You are only required when the other pilot is wearing the hood. Once he takes it off your no longer required. My personal opinion is you can't log it but that isn't worth much, so I go with nosehair in that it is a toss up.
 
The safety pilot is required so long as simulated instrument flight is conducted. The presence of a "hood" isn't necessary.
 
Log PIC, if youre "required" for the flight as safety pilot, and you go on an XC > 50nm then you both can log it.

** unles your flying an a/c youre not rated for (cat. or class).

2ndly, how would anyone be able to prove who was safety pilot? Unless both of you were interviewing for the same company at the same time with the same interviewee..... not likely
 
The safety pilot is required so long as simulated instrument flight is conducted. The presence of a "hood" isn't necessary.

As nosehair said and I agree it is a toss up. In my opinion you aren't simulating instrument flight while landing and as such only the sole manipulator gets to log it as cross country for most things (those under 61.1 which require a landing) as there is no longer a requirement for a SIC.

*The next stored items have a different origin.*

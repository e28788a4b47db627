//! `buf`: raw bytes. Memory-mapped sources are exposed without copying.

use std::io::Write;

use super::unexpected;
use crate::error::FdfError;
use crate::registry::{Backend, ByteSource};
use crate::types::FdfValue;

#[derive(Debug, Clone, Copy, Default)]
pub struct RawBufferBackend;

impl Backend for RawBufferBackend {
    fn name(&self) -> &str {
        "buf"
    }

    fn decode(&self, source: ByteSource, _descriptor: &str) -> Result<FdfValue, FdfError> {
        Ok(FdfValue::Bytes(source.into_buffer()?))
    }

    fn encode(
        &self,
        value: &FdfValue,
        sink: &mut dyn Write,
        descriptor: &str,
    ) -> Result<(), FdfError> {
        let bytes = value
            .as_bytes()
            .ok_or_else(|| unexpected(descriptor, "bytes", value))?;
        sink.write_all(bytes.as_slice())?;
        Ok(())
    }
}
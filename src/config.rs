// In: src/config.rs

//! The single source of truth for all fdf configuration.
//!
//! `FdfConfig` is created once at the application boundary (e.g., from a JSON file
//! or with `Default`) and then shared read-only through an `Arc<FdfConfig>` held by
//! the `FdfContext`. Nothing in the library reads global state.

use serde::{Deserialize, Serialize};
use std::path::Path;

use crate::error::FdfError;

//==================================================================================
// I. The Unified FdfConfig
//==================================================================================

/// The unified configuration for parsing, resolving and extracting array files.
#[derive(Serialize, Deserialize, Debug, Clone, PartialEq)]
#[serde(rename_all = "snake_case")]
pub struct FdfConfig {
    /// The character that replaces every disallowed character in a file name.
    #[serde(default = "default_replacement_char")]
    pub replacement_char: char,

    /// Punctuation allowed in file names in addition to ASCII alphanumerics.
    /// Must contain `.` (the separator) and the replacement character.
    #[serde(default = "default_allowed_punctuation")]
    pub allowed_punctuation: String,

    /// If true, a file name that needs sanitizing is rejected instead of
    /// being renamed with a warning.
    #[serde(default)]
    pub strict_names: bool,

    /// If true, the `BufferExtractor` marks buffer files with the `mmap`
    /// compression tag so they are memory-mapped when resolved.
    #[serde(default = "default_true")]
    pub mmap_buffers: bool,

    /// Zstd level used when writing `zst` files.
    #[serde(default = "default_zstd_level")]
    pub zstd_level: i32,
}

impl Default for FdfConfig {
    fn default() -> Self {
        Self {
            replacement_char: default_replacement_char(),
            allowed_punctuation: default_allowed_punctuation(),
            strict_names: false,
            mmap_buffers: true,
            zstd_level: default_zstd_level(),
        }
    }
}

impl FdfConfig {
    /// Parses a config from JSON. Missing fields take their defaults.
    pub fn from_json_str(json: &str) -> Result<Self, FdfError> {
        let config: FdfConfig = serde_json::from_str(json)?;
        config.validate()?;
        Ok(config)
    }

    /// Reads and parses a JSON config file.
    pub fn from_path(path: impl AsRef<Path>) -> Result<Self, FdfError> {
        let json = std::fs::read_to_string(path)?;
        Self::from_json_str(&json)
    }

    /// Checks that the settings can produce grammar-safe names.
    pub fn validate(&self) -> Result<(), FdfError> {
        if !self.allowed_punctuation.contains('.') {
            return Err(FdfError::InvalidConfig(
                "allowed_punctuation must contain the '.' separator".into(),
            ));
        }
        if self.replacement_char == '.' {
            return Err(FdfError::InvalidConfig(
                "replacement_char cannot be the '.' separator".into(),
            ));
        }
        if !self.replacement_char.is_ascii_alphanumeric()
            && !self.allowed_punctuation.contains(self.replacement_char)
        {
            return Err(FdfError::InvalidConfig(format!(
                "replacement_char '{}' is not itself an allowed character",
                self.replacement_char
            )));
        }
        Ok(())
    }
}

fn default_replacement_char() -> char {
    '-'
}

fn default_allowed_punctuation() -> String {
    "-_.".to_string()
}

/// Helper for `serde` to default a boolean field to true.
fn default_true() -> bool {
    true
}

fn default_zstd_level() -> i32 {
    3
}
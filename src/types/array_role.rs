//! Defines the closed, type-safe meaning of a node's local name.
//!
//! Reserved names begin and end with a double underscore. They are resolved into an
//! `ArrayRole` exactly once, when a descriptor is created, so the resolver never
//! compares marker strings.

use std::cmp::Ordering;
use std::fmt;

/// Transforms that consume every child of their node at once.
#[derive(Debug, Clone, Copy, PartialEq, Eq, Hash)]
pub enum MultiChildKind {
    /// Rebuilds an Arrow array from its buffer files plus a layout record.
    ArrowBuffers,
}

/// Column transformers; at most one may be attached to a column.
#[derive(Debug, Clone, Copy, PartialEq, Eq, Hash)]
pub enum TransformerKind {
    Categories,
    Tokenize,
    Transform,
}

/// Array extensions; any number may be attached to a column.
#[derive(Debug, Clone, Copy, PartialEq, Eq, Hash)]
pub enum ExtensionKind {
    ValueMap,
    ForeignKey,
}

#[derive(Debug, Clone, Copy, PartialEq, Eq, Hash)]
pub enum RowParserKind {
    Block,
}

/// What a node's array name (last prefix) means.
#[derive(Debug, Clone, PartialEq, Eq, Hash)]
pub enum ArrayRole {
    /// A user-chosen column or sub-array name.
    Plain,
    MultiChild(MultiChildKind),
    ColumnTransformer(TransformerKind),
    ArrayExtension(ExtensionKind),
    RowParser(RowParserKind),
    /// A double-underscore name with no known meaning.
    Reserved(String),
}

pub const BUFFERS_MARKER: &str = "__buffers__";
pub const CATEGORIES_MARKER: &str = "__categories__";
pub const TOKENIZE_MARKER: &str = "__tokenize__";
pub const TRANSFORM_MARKER: &str = "__transform__";
pub const VALUEMAP_MARKER: &str = "__valuemap__";
pub const FOREIGNKEY_MARKER: &str = "__foreignkey__";
pub const BLOCK_MARKER: &str = "__block__";

/// Returns `true` if `name` has the reserved `__name__` shape.
pub fn is_reserved_name(name: &str) -> bool {
    name.len() > 4 && name.starts_with("__") && name.ends_with("__")
}

impl ArrayRole {
    /// Classifies an array name.
    pub fn from_array_name(name: &str) -> Self {
        match name {
            BUFFERS_MARKER => Self::MultiChild(MultiChildKind::ArrowBuffers),
            CATEGORIES_MARKER => Self::ColumnTransformer(TransformerKind::Categories),
            TOKENIZE_MARKER => Self::ColumnTransformer(TransformerKind::Tokenize),
            TRANSFORM_MARKER => Self::ColumnTransformer(TransformerKind::Transform),
            VALUEMAP_MARKER => Self::ArrayExtension(ExtensionKind::ValueMap),
            FOREIGNKEY_MARKER => Self::ArrayExtension(ExtensionKind::ForeignKey),
            BLOCK_MARKER => Self::RowParser(RowParserKind::Block),
            other if is_reserved_name(other) => Self::Reserved(other.to_string()),
            _ => Self::Plain,
        }
    }

    pub fn is_marker(&self) -> bool {
        !matches!(self, Self::Plain)
    }

    pub fn is_column_transformer(&self) -> bool {
        matches!(self, Self::ColumnTransformer(_))
    }

    pub fn is_multi_child(&self) -> bool {
        matches!(self, Self::MultiChild(_))
    }

    /// Position of this role in the canonical child order.
    fn rank(&self) -> u8 {
        match self {
            Self::MultiChild(_) => 0,
            Self::Plain => 1,
            Self::ColumnTransformer(_) => 2,
            Self::ArrayExtension(_) => 3,
            Self::RowParser(_) => 4,
            Self::Reserved(_) => 5,
        }
    }

    /// Orders two children: base providers first, then members, transformers,
    /// extensions and row parsers.
    pub fn canonical_cmp(&self, other: &Self) -> Ordering {
        self.rank().cmp(&other.rank())
    }
}

impl fmt::Display for ArrayRole {
    fn fmt(&self, f: &mut fmt::Formatter<'_>) -> fmt::Result {
        match self {
            Self::Plain => write!(f, "plain array"),
            Self::MultiChild(kind) => write!(f, "multi-child transform {:?}", kind),
            Self::ColumnTransformer(kind) => write!(f, "column transformer {:?}", kind),
            Self::ArrayExtension(kind) => write!(f, "array extension {:?}", kind),
            Self::RowParser(kind) => write!(f, "row parser {:?}", kind),
            Self::Reserved(name) => write!(f, "reserved marker {}", name),
        }
    }
}

#[cfg(test)]
mod tests {
    use super::*;

    #[test]
    fn test_known_markers_are_classified() {
        assert_eq!(
            ArrayRole::from_array_name("__categories__"),
            ArrayRole::ColumnTransformer(TransformerKind::Categories)
        );
        assert_eq!(
            ArrayRole::from_array_name("__buffers__"),
            ArrayRole::MultiChild(MultiChildKind::ArrowBuffers)
        );
        assert_eq!(
            ArrayRole::from_array_name("__valuemap__"),
            ArrayRole::ArrayExtension(ExtensionKind::ValueMap)
        );
        assert_eq!(
            ArrayRole::from_array_name("__block__"),
            ArrayRole::RowParser(RowParserKind::Block)
        );
    }

    #[test]
    fn test_plain_and_reserved_names() {
        assert_eq!(ArrayRole::from_array_name("price"), ArrayRole::Plain);
        assert_eq!(ArrayRole::from_array_name("_x_"), ArrayRole::Plain);
        assert_eq!(ArrayRole::from_array_name("____"), ArrayRole::Plain);
        assert_eq!(
            ArrayRole::from_array_name("__mystery__"),
            ArrayRole::Reserved("__mystery__".into())
        );
    }

    #[test]
    fn test_canonical_order_puts_base_providers_first() {
        let buffers = ArrayRole::from_array_name("__buffers__");
        let plain = ArrayRole::Plain;
        let cats = ArrayRole::from_array_name("__categories__");
        let vmap = ArrayRole::from_array_name("__valuemap__");
        assert_eq!(buffers.canonical_cmp(&plain), Ordering::Less);
        assert_eq!(plain.canonical_cmp(&cats), Ordering::Less);
        assert_eq!(cats.canonical_cmp(&vmap), Ordering::Less);
    }
}
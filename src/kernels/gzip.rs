//! gzip files via `flate2`. Multi-member streams are read in full.

use flate2::read::MultiGzDecoder;
use flate2::write::GzEncoder;
use std::io::Write;
use std::path::Path;

use super::{create_writer, open_reader, with_path};
use crate::error::FdfError;
use crate::registry::{ByteSource, Compression};

#[derive(Debug, Clone, Copy)]
pub struct GzipCompression {
    level: u32,
}

impl GzipCompression {
    /// `level` is clamped to flate2's 0..=9 range.
    pub fn new(level: u32) -> Self {
        Self {
            level: level.min(9),
        }
    }
}

impl Default for GzipCompression {
    fn default() -> Self {
        Self::new(6)
    }
}

impl Compression for GzipCompression {
    fn name(&self) -> &str {
        "gz"
    }

    fn open(&self, path: &Path) -> Result<ByteSource, FdfError> {
        Ok(ByteSource::from_reader(MultiGzDecoder::new(open_reader(path)?)))
    }

    fn write(&self, path: &Path, bytes: &[u8]) -> Result<(), FdfError> {
        let mut encoder = GzEncoder::new(create_writer(path)?, flate2::Compression::new(self.level));
        encoder.write_all(bytes).map_err(|e| with_path(path, e))?;
        encoder
            .finish()
            .and_then(|mut file| file.flush())
            .map_err(|e| with_path(path, e))
    }
}
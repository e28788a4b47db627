// In: src/bridge/stateless_api.rs

use std::path::Path;

use crate::bridge::FdfContext;
use crate::descriptor::ArrayDescriptor;
use crate::error::FdfError;
use crate::types::FdfValue;

/// Parses and assembles file paths with the default configuration.
pub fn parse_tree<I, P>(paths: I) -> Result<Vec<ArrayDescriptor>, FdfError>
where
    I: IntoIterator<Item = P>,
    P: AsRef<Path>,
{
    // Since this is a stateless API, we don't have a user-provided config.
    FdfContext::default().parse_tree(paths)
}

/// Checks and resolves one tree with the default registries.
pub fn resolve(node: &ArrayDescriptor) -> Result<FdfValue, FdfError> {
    FdfContext::default().resolve(node)
}
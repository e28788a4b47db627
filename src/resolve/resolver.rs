// In: src/resolve/resolver.rs

use std::collections::BTreeMap;

use super::transforms;
use crate::descriptor::ArrayDescriptor;
use crate::error::FdfError;
use crate::registry::{BackendRegistry, CompressionRegistry};
use crate::types::{ArrayRole, FdfValue};

//==================================================================================
// 1. Syntax Check
//==================================================================================

/// Validates a tree before resolution.
pub fn check_syntax(node: &ArrayDescriptor) -> Result<(), FdfError> {
    if node.is_root() && node.role().is_marker() {
        return Err(FdfError::syntax(
            node.label(),
            format!("a column cannot be a {}", node.role()),
        ));
    }

    let transformers: Vec<&str> = node
        .children()
        .iter()
        .filter(|c| c.role().is_column_transformer())
        .map(|c| c.array_name())
        .collect();
    if transformers.len() > 1 {
        return Err(FdfError::syntax(
            node.label(),
            format!("cannot apply multiple column transformers {:?}", transformers),
        ));
    }

    let base_providers: Vec<&str> = node
        .children()
        .iter()
        .filter(|c| c.role().is_multi_child())
        .map(|c| c.array_name())
        .collect();
    if base_providers.len() > 1 {
        return Err(FdfError::syntax(
            node.label(),
            format!("cannot combine multi-child transforms {:?}", base_providers),
        ));
    }
    if let (Some(backend), Some(provider)) = (node.backend(), base_providers.first()) {
        return Err(FdfError::syntax(
            node.label(),
            format!(
                "has its own '{}' file and also a '{}' base provider",
                backend, provider
            ),
        ));
    }

    node.children().iter().try_for_each(check_syntax)
}

//==================================================================================
// 2. Resolver
//==================================================================================

/// Resolves descriptor trees against a pair of registries.
#[derive(Debug, Clone, Copy)]
pub struct Resolver<'a> {
    backends: &'a BackendRegistry,
    compressions: &'a CompressionRegistry,
}

impl<'a> Resolver<'a> {
    pub fn new(backends: &'a BackendRegistry, compressions: &'a CompressionRegistry) -> Self {
        Self {
            backends,
            compressions,
        }
    }

    pub fn check_syntax(&self, node: &ArrayDescriptor) -> Result<(), FdfError> {
        check_syntax(node)
    }

    /// Resolves `node` and its subtree. Any error aborts the whole subtree.
    ///
    /// `check_syntax` must have accepted the tree first.
    pub fn resolve(&self, node: &ArrayDescriptor) -> Result<FdfValue, FdfError> {
        match node.role() {
            ArrayRole::RowParser(kind) => {
                return Err(FdfError::NotImplemented(format!(
                    "row parser {:?} ('{}')",
                    kind,
                    node.label()
                )))
            }
            ArrayRole::Reserved(name) => {
                return Err(FdfError::NotImplemented(format!(
                    "reserved marker '{}' ('{}')",
                    name,
                    node.label()
                )))
            }
            _ => {}
        }

        log::trace!("resolving '{}'", node.label());
        let own = self.load_own(node)?;

        let value = match node.role() {
            ArrayRole::MultiChild(kind) => {
                let mut members = BTreeMap::new();
                for child in node.children() {
                    members.insert(child.array_name().to_string(), self.resolve(child)?);
                }
                transforms::apply_multi_child(*kind, own, members, &node.label())?
            }
            _ => node
                .children()
                .iter()
                .try_fold(own, |acc, child| self.fold_child(node, acc, child))?,
        };

        let value = wrap_by_role(node, value)?;
        log::debug!("resolved '{}' to {}", node.label(), value.kind());
        Ok(value)
    }

    /// Step 1: the node's own value, before any child is applied.
    fn load_own(&self, node: &ArrayDescriptor) -> Result<FdfValue, FdfError> {
        let Some(tag) = node.backend() else {
            return Ok(node.data().cloned().unwrap_or(FdfValue::Empty));
        };
        let label = node.label();
        let backend = self.backends.get(tag, &label)?;

        // In-memory payloads take precedence over the file.
        match (node.data(), node.path()) {
            (Some(data), _) => Ok(data.clone()),
            (None, Some(path)) => {
                let source = self.compressions.open(node.compression(), path, &label)?;
                backend.decode(source, &label)
            }
            (None, None) => Err(FdfError::DescriptorNotMaterialized(label)),
        }
    }

    /// Step 3: applies one resolved child to the accumulator.
    fn fold_child(
        &self,
        node: &ArrayDescriptor,
        acc: FdfValue,
        child: &ArrayDescriptor,
    ) -> Result<FdfValue, FdfError> {
        match self.resolve(child)? {
            FdfValue::Transform(step) => step(acc),
            base if child.role().is_multi_child() => {
                if acc.is_empty() {
                    Ok(base)
                } else {
                    Err(FdfError::syntax(
                        child.label(),
                        format!(
                            "supplies a base value but '{}' already holds {}",
                            node.canonical_name(),
                            acc.kind()
                        ),
                    ))
                }
            }
            member if *child.role() == ArrayRole::Plain => {
                attach_member(node, acc, child.array_name(), member)
            }
            other => Err(FdfError::InternalError(format!(
                "{} '{}' resolved to {}",
                child.role(),
                child.label(),
                other.kind()
            ))),
        }
    }
}

fn attach_member(
    node: &ArrayDescriptor,
    acc: FdfValue,
    name: &str,
    member: FdfValue,
) -> Result<FdfValue, FdfError> {
    match acc {
        FdfValue::Empty => Ok(FdfValue::Members(BTreeMap::from([(
            name.to_string(),
            member,
        )]))),
        FdfValue::Members(mut members) => {
            members.insert(name.to_string(), member);
            Ok(FdfValue::Members(members))
        }
        other => Err(FdfError::syntax(
            node.label(),
            format!("cannot attach member '{}' to {} value", name, other.kind()),
        )),
    }
}

/// Step 4: transformer and extension nodes become unary steps for their parent.
fn wrap_by_role(node: &ArrayDescriptor, value: FdfValue) -> Result<FdfValue, FdfError> {
    let step = match node.role() {
        ArrayRole::ColumnTransformer(kind) => {
            transforms::column_transformer(*kind, value, &node.label())?
        }
        ArrayRole::ArrayExtension(kind) => {
            transforms::array_extension(*kind, value, &node.label())?
        }
        _ => return Ok(value),
    };
    Ok(FdfValue::Transform(step))
}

2ndly, how would anyone be able to prove who was safety pilot? Unless both of you were interviewing for the same company at the same time with the same interviewee..... not likely

Your odds of being caught don't play into whether it is right or wrong.
 
I'm using a friend's site, yet again. Avbug, you are absolutely correct. I personally know the guy who started and owns ATP Inc. I posed this same question to him, in his home, many years ago. His explanation was in perfect correlation with what you've said all along here. So much so, in fact, that I was considering going out and doing something similar myself on a much smaller scale than ATP, and just offering the time, not the rating.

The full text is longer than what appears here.